Living in the Canadian woods and googling doings.

Here's a little video I made last summer which answers the question which a lot of people ask me, What is it you do all day up there?

Scene of the crime
Some would call them doings. The technical term is scat. Whatever you call it - it was residing on our porch sofa when we turned up at the cottage after a long winter. But who was responsible? 
Now it might not be your idea of a rural idyll to look at pictures of poo on your laptop computer while sitting infront of a log fire - but this is what novices to country life need to do. Such are the unexpected tasks of living in a cottage in the Canadian woods. Yes we chop our own firewood with an axe, yes we wear net hats to avoid the bugs and we have a sundowner on the porch each night like a MUCH younger version of On Golden Pond but sometimes you have to know about poo.

I always have a feeling as we prepare to leave in the Fall that hundreds of pairs of eyes are watching us from the woods, eager to get into the cottage. I make my husband walk in first when we return in the Spring. I imagine a family of raccoons sitting on the sofa smoking cigarettes and warming their toes by the fire. They really are that cheeky. As I read our loud that you should get professionals in to clear raccoon droppings (blunt ended, three quarter inch in diameter) as they can be fatal (too much health and safety surely) he explains to me that he swept it up earlier. Oh well, we go back to watching the fire and hope the repairs to the screen are keeping our porch from being a raccoon toilet.

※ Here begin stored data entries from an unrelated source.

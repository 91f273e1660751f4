// Copyright 2026 the Tappivate Authors
// SPDX-License-Identifier: Apache-2.0 OR MIT

//! Configuration for a [`Binder`](crate::binder::Binder).
//!
//! Every field has a concrete default, so `Config::default()` gives the stock
//! behavior: buttons deactivate 100 ms after release, list items activate
//! 150 ms after touch, and feedback is expressed as the [`ACTIVE`] and
//! [`SELECTED`] markers.
//!
//! Overrides replace a default callback wholesale. They are resolved into
//! [`Callbacks`] once, when the binder is built.
//!
//! ```
//! use tappivate::config::Config;
//! use tappivate::host::Document;
//! use tappivate::memory::MemoryDocument;
//!
//! let config = Config::<MemoryDocument>::default()
//!     .with_delay(80)
//!     .with_activate(|doc, el| doc.add_marker(el, "pressed"))
//!     .with_deactivate(|doc, el| doc.remove_marker(el, "pressed"));
//! assert_eq!(config.button_delay, 80);
//! assert_eq!(config.list_delay, 80);
//! ```

use alloc::rc::Rc;
use core::fmt;

use crate::host::{ACTIVE, Document, SELECTED};

/// Default delay before a released button loses its active marker, in milliseconds.
pub const BUTTON_DEACTIVATION_DELAY: u64 = 100;

/// Default delay before a touched list item gains its active marker, in milliseconds.
pub const LIST_ITEM_ACTIVATION_DELAY: u64 = 150;

/// A callback that mutates one element.
pub type Effect<D> = Rc<dyn Fn(&mut D, <D as Document>::Element)>;

/// A callback that queries one element.
pub type Query<D> = Rc<dyn Fn(&D, <D as Document>::Element) -> bool>;

/// Binder configuration: delays plus optional callback overrides.
pub struct Config<D: Document> {
    /// Delay between a button's release and its deactivation, in milliseconds.
    pub button_delay: u64,
    /// Delay between a list item's touch and its activation, in milliseconds.
    pub list_delay: u64,
    /// Ignore events whose target sits inside a nested role element.
    ///
    /// When set, an event only reaches a handler if no element between the
    /// event target (inclusive) and the matched element (exclusive) declares
    /// a role attribute, so inner roles take precedence over outer ones.
    pub guard_nested_roles: bool,
    activate: Option<Effect<D>>,
    deactivate: Option<Effect<D>>,
    select: Option<Effect<D>>,
    deselect: Option<Effect<D>>,
    is_active: Option<Query<D>>,
    is_selected: Option<Query<D>>,
}

impl<D: Document> Default for Config<D> {
    fn default() -> Self {
        Self {
            button_delay: BUTTON_DEACTIVATION_DELAY,
            list_delay: LIST_ITEM_ACTIVATION_DELAY,
            guard_nested_roles: true,
            activate: None,
            deactivate: None,
            select: None,
            deselect: None,
            is_active: None,
            is_selected: None,
        }
    }
}

impl<D: Document> fmt::Debug for Config<D> {
    fn fmt(&self, f: &mut fmt::Formatter<'_>) -> fmt::Result {
        f.debug_struct("Config")
            .field("button_delay", &self.button_delay)
            .field("list_delay", &self.list_delay)
            .field("guard_nested_roles", &self.guard_nested_roles)
            .field("activate", &self.activate.is_some())
            .field("deactivate", &self.deactivate.is_some())
            .field("select", &self.select.is_some())
            .field("deselect", &self.deselect.is_some())
            .field("is_active", &self.is_active.is_some())
            .field("is_selected", &self.is_selected.is_some())
            .finish()
    }
}

impl<D: Document> Config<D> {
    /// Sets both the button and the list delay.
    #[must_use]
    pub fn with_delay(mut self, delay: u64) -> Self {
        self.button_delay = delay;
        self.list_delay = delay;
        self
    }

    /// Sets the button deactivation delay.
    #[must_use]
    pub fn with_button_delay(mut self, delay: u64) -> Self {
        self.button_delay = delay;
        self
    }

    /// Sets the list item activation delay.
    #[must_use]
    pub fn with_list_delay(mut self, delay: u64) -> Self {
        self.list_delay = delay;
        self
    }

    /// Enables or disables the nested-role guard.
    #[must_use]
    pub fn with_nested_role_guard(mut self, enabled: bool) -> Self {
        self.guard_nested_roles = enabled;
        self
    }

    /// Overrides how an element is activated.
    #[must_use]
    pub fn with_activate(mut self, f: impl Fn(&mut D, D::Element) + 'static) -> Self {
        self.activate = Some(Rc::new(f));
        self
    }

    /// Overrides how an element is deactivated.
    #[must_use]
    pub fn with_deactivate(mut self, f: impl Fn(&mut D, D::Element) + 'static) -> Self {
        self.deactivate = Some(Rc::new(f));
        self
    }

    /// Overrides how a list item is selected.
    #[must_use]
    pub fn with_select(mut self, f: impl Fn(&mut D, D::Element) + 'static) -> Self {
        self.select = Some(Rc::new(f));
        self
    }

    /// Overrides how a list item is deselected.
    #[must_use]
    pub fn with_deselect(mut self, f: impl Fn(&mut D, D::Element) + 'static) -> Self {
        self.deselect = Some(Rc::new(f));
        self
    }

    /// Overrides how a list item's active state is queried.
    #[must_use]
    pub fn with_is_active(mut self, f: impl Fn(&D, D::Element) -> bool + 'static) -> Self {
        self.is_active = Some(Rc::new(f));
        self
    }

    /// Overrides how a list item's selected state is queried.
    #[must_use]
    pub fn with_is_selected(mut self, f: impl Fn(&D, D::Element) -> bool + 'static) -> Self {
        self.is_selected = Some(Rc::new(f));
        self
    }

    /// Fills every unset callback with its default.
    #[must_use]
    pub fn resolve(&self) -> Callbacks<D>
    where
        D: 'static,
    {
        Callbacks {
            activate: effect_or(&self.activate, |doc, el| doc.add_marker(el, ACTIVE)),
            deactivate: effect_or(&self.deactivate, |doc, el| doc.remove_marker(el, ACTIVE)),
            select: effect_or(&self.select, |doc, el| doc.add_marker(el, SELECTED)),
            deselect: effect_or(&self.deselect, |doc, el| doc.remove_marker(el, SELECTED)),
            is_active: query_or(&self.is_active, |doc, el| doc.has_marker(el, ACTIVE)),
            is_selected: query_or(&self.is_selected, |doc, el| doc.has_marker(el, SELECTED)),
        }
    }
}

fn effect_or<D: Document + 'static>(
    over: &Option<Effect<D>>,
    default: fn(&mut D, D::Element),
) -> Effect<D> {
    match over {
        Some(f) => f.clone(),
        None => Rc::new(default),
    }
}

fn query_or<D: Document + 'static>(
    over: &Option<Query<D>>,
    default: fn(&D, D::Element) -> bool,
) -> Query<D> {
    match over {
        Some(f) => f.clone(),
        None => Rc::new(default),
    }
}

/// Resolved callbacks shared by the button and list handlers.
pub struct Callbacks<D: Document> {
    activate: Effect<D>,
    deactivate: Effect<D>,
    select: Effect<D>,
    deselect: Effect<D>,
    is_active: Query<D>,
    is_selected: Query<D>,
}

impl<D: Document> Clone for Callbacks<D> {
    fn clone(&self) -> Self {
        Self {
            activate: self.activate.clone(),
            deactivate: self.deactivate.clone(),
            select: self.select.clone(),
            deselect: self.deselect.clone(),
            is_active: self.is_active.clone(),
            is_selected: self.is_selected.clone(),
        }
    }
}

impl<D: Document> fmt::Debug for Callbacks<D> {
    fn fmt(&self, f: &mut fmt::Formatter<'_>) -> fmt::Result {
        f.debug_struct("Callbacks").finish_non_exhaustive()
    }
}

impl<D: Document + 'static> Default for Callbacks<D> {
    fn default() -> Self {
        Config::default().resolve()
    }
}

impl<D: Document> Callbacks<D> {
    /// Runs the activate callback on `el`.
    pub fn activate(&self, doc: &mut D, el: D::Element) {
        (self.activate)(doc, el);
    }

    /// Runs the deactivate callback on `el`.
    pub fn deactivate(&self, doc: &mut D, el: D::Element) {
        (self.deactivate)(doc, el);
    }

    /// Runs the select callback on `el`.
    pub fn select(&self, doc: &mut D, el: D::Element) {
        (self.select)(doc, el);
    }

    /// Runs the deselect callback on `el`.
    pub fn deselect(&self, doc: &mut D, el: D::Element) {
        (self.deselect)(doc, el);
    }

    /// Returns whether `el` counts as active.
    #[must_use]
    pub fn is_active(&self, doc: &D, el: D::Element) -> bool {
        (self.is_active)(doc, el)
    }

    /// Returns whether `el` counts as selected.
    #[must_use]
    pub fn is_selected(&self, doc: &D, el: D::Element) -> bool {
        (self.is_selected)(doc, el)
    }
}
// Copyright 2026 the Tappivate Authors
// SPDX-License-Identifier: Apache-2.0 OR MIT

//! Element roles, parsed from a space-separated role attribute.
//!
//! A role attribute behaves like a whitespace-aware attribute selector: each
//! word is matched whole, so `"list nav"` declares both [`Role::List`] and
//! [`Role::Nav`], while `"navigation"` declares neither.
//!
//! ```
//! use tappivate::role::{Role, Roles};
//!
//! let roles = Roles::parse("list  nav");
//! assert!(roles.has(Role::List));
//! assert!(roles.has(Role::Nav));
//! assert!(!roles.has(Role::Button));
//!
//! assert_eq!("btn".parse::<Role>(), Ok(Role::Button));
//! assert!("navigation".parse::<Role>().is_err());
//! ```

use alloc::string::String;
use core::fmt;
use core::str::FromStr;

use bitflags::bitflags;

/// A single recognized role word.
#[derive(Copy, Clone, Debug, PartialEq, Eq, Hash)]
pub enum Role {
    /// `btn`: a pressable button.
    Button,
    /// `list`: a list container; its direct children are selectable items.
    List,
    /// `nav`: a list container whose items soft-deactivate on cancel.
    Nav,
}

impl Role {
    /// Returns the attribute word for this role.
    #[must_use]
    pub const fn as_str(self) -> &'static str {
        match self {
            Self::Button => "btn",
            Self::List => "list",
            Self::Nav => "nav",
        }
    }

    const fn flag(self) -> Roles {
        match self {
            Self::Button => Roles::BUTTON,
            Self::List => Roles::LIST,
            Self::Nav => Roles::NAV,
        }
    }
}

impl fmt::Display for Role {
    fn fmt(&self, f: &mut fmt::Formatter<'_>) -> fmt::Result {
        f.write_str(self.as_str())
    }
}

/// Error returned when a word is not a recognized role.
#[derive(Clone, Debug, PartialEq, Eq)]
pub struct ParseRoleError {
    /// The word that failed to parse.
    pub word: String,
}

impl fmt::Display for ParseRoleError {
    fn fmt(&self, f: &mut fmt::Formatter<'_>) -> fmt::Result {
        write!(f, "unknown role {:?}, expected one of btn, list, nav", self.word)
    }
}

impl core::error::Error for ParseRoleError {}

impl FromStr for Role {
    type Err = ParseRoleError;

    fn from_str(s: &str) -> Result<Self, Self::Err> {
        match s {
            "btn" => Ok(Self::Button),
            "list" => Ok(Self::List),
            "nav" => Ok(Self::Nav),
            _ => Err(ParseRoleError { word: s.into() }),
        }
    }
}

bitflags! {
    /// The set of roles an element declares.
    #[derive(Copy, Clone, Debug, Default, PartialEq, Eq, Hash)]
    pub struct Roles: u8 {
        /// See [`Role::Button`].
        const BUTTON = 1 << 0;
        /// See [`Role::List`].
        const LIST = 1 << 1;
        /// See [`Role::Nav`].
        const NAV = 1 << 2;
    }
}

impl Roles {
    /// Parses a role attribute, keeping the recognized words.
    ///
    /// Unknown words are skipped rather than rejected; hosts commonly share
    /// the attribute with other behaviors.
    #[must_use]
    pub fn parse(attr: &str) -> Self {
        attr.split_ascii_whitespace()
            .filter_map(|word| word.parse::<Role>().ok())
            .fold(Self::empty(), |acc, role| acc | role.flag())
    }

    /// Returns `true` if `role` is in this set.
    #[must_use]
    pub fn has(self, role: Role) -> bool {
        self.contains(role.flag())
    }

    /// Returns `true` if this set names a list-like container.
    #[must_use]
    pub fn is_container(self) -> bool {
        self.intersects(Self::LIST | Self::NAV)
    }
}

impl From<Role> for Roles {
    fn from(role: Role) -> Self {
        role.flag()
    }
}

#[cfg(test)]
mod tests {
    use super::*;

    #[test]
    fn whole_word_matching() {
        assert_eq!(Roles::parse("btn"), Roles::BUTTON);
        assert_eq!(Roles::parse("btnx"), Roles::empty());
        assert_eq!(Roles::parse("xbtn list"), Roles::LIST);
        assert_eq!(Roles::parse("\tnav\nlist "), Roles::LIST | Roles::NAV);
    }

    #[test]
    fn empty_attr_declares_nothing() {
        assert!(Roles::parse("").is_empty());
        assert!(Roles::parse("   ").is_empty());
    }

    #[test]
    fn containers() {
        assert!(Roles::parse("list").is_container());
        assert!(Roles::parse("nav").is_container());
        assert!(!Roles::parse("btn").is_container());
    }

    #[test]
    fn round_trips_through_display() {
        for role in [Role::Button, Role::List, Role::Nav] {
            assert_eq!(role.as_str().parse::<Role>(), Ok(role));
        }
    }

    #[test]
    fn parse_error_names_the_word() {
        let err = "button".parse::<Role>().unwrap_err();
        assert_eq!(err.word, "button");
        assert_eq!(
            alloc::format!("{err}"),
            "unknown role \"button\", expected one of btn, list, nav"
        );
    }
}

But there is too much beauty around to worry about all that. My rhubarb plants which were just peeking through the soil two weeks ago, are now healthy bushy plants. (were raccoons involved here?) and our shasta daisies are coming on strong.
Meanwhile the ice has disappeared but the lake temperature is officially freezing - according to my husband who waded in.


We once spent a summer asking a friend the lake temperature and noticed it was often around 71 degrees. It wasn't for weeks that we realised the blooming underwater thermometer she was consulting, was broken. Now it's a family joke that we say it's about 71 no matter how cold it feels. It's too early for the morning swim though I'm sure a few hardcore folk are eyeing up their wetsuits.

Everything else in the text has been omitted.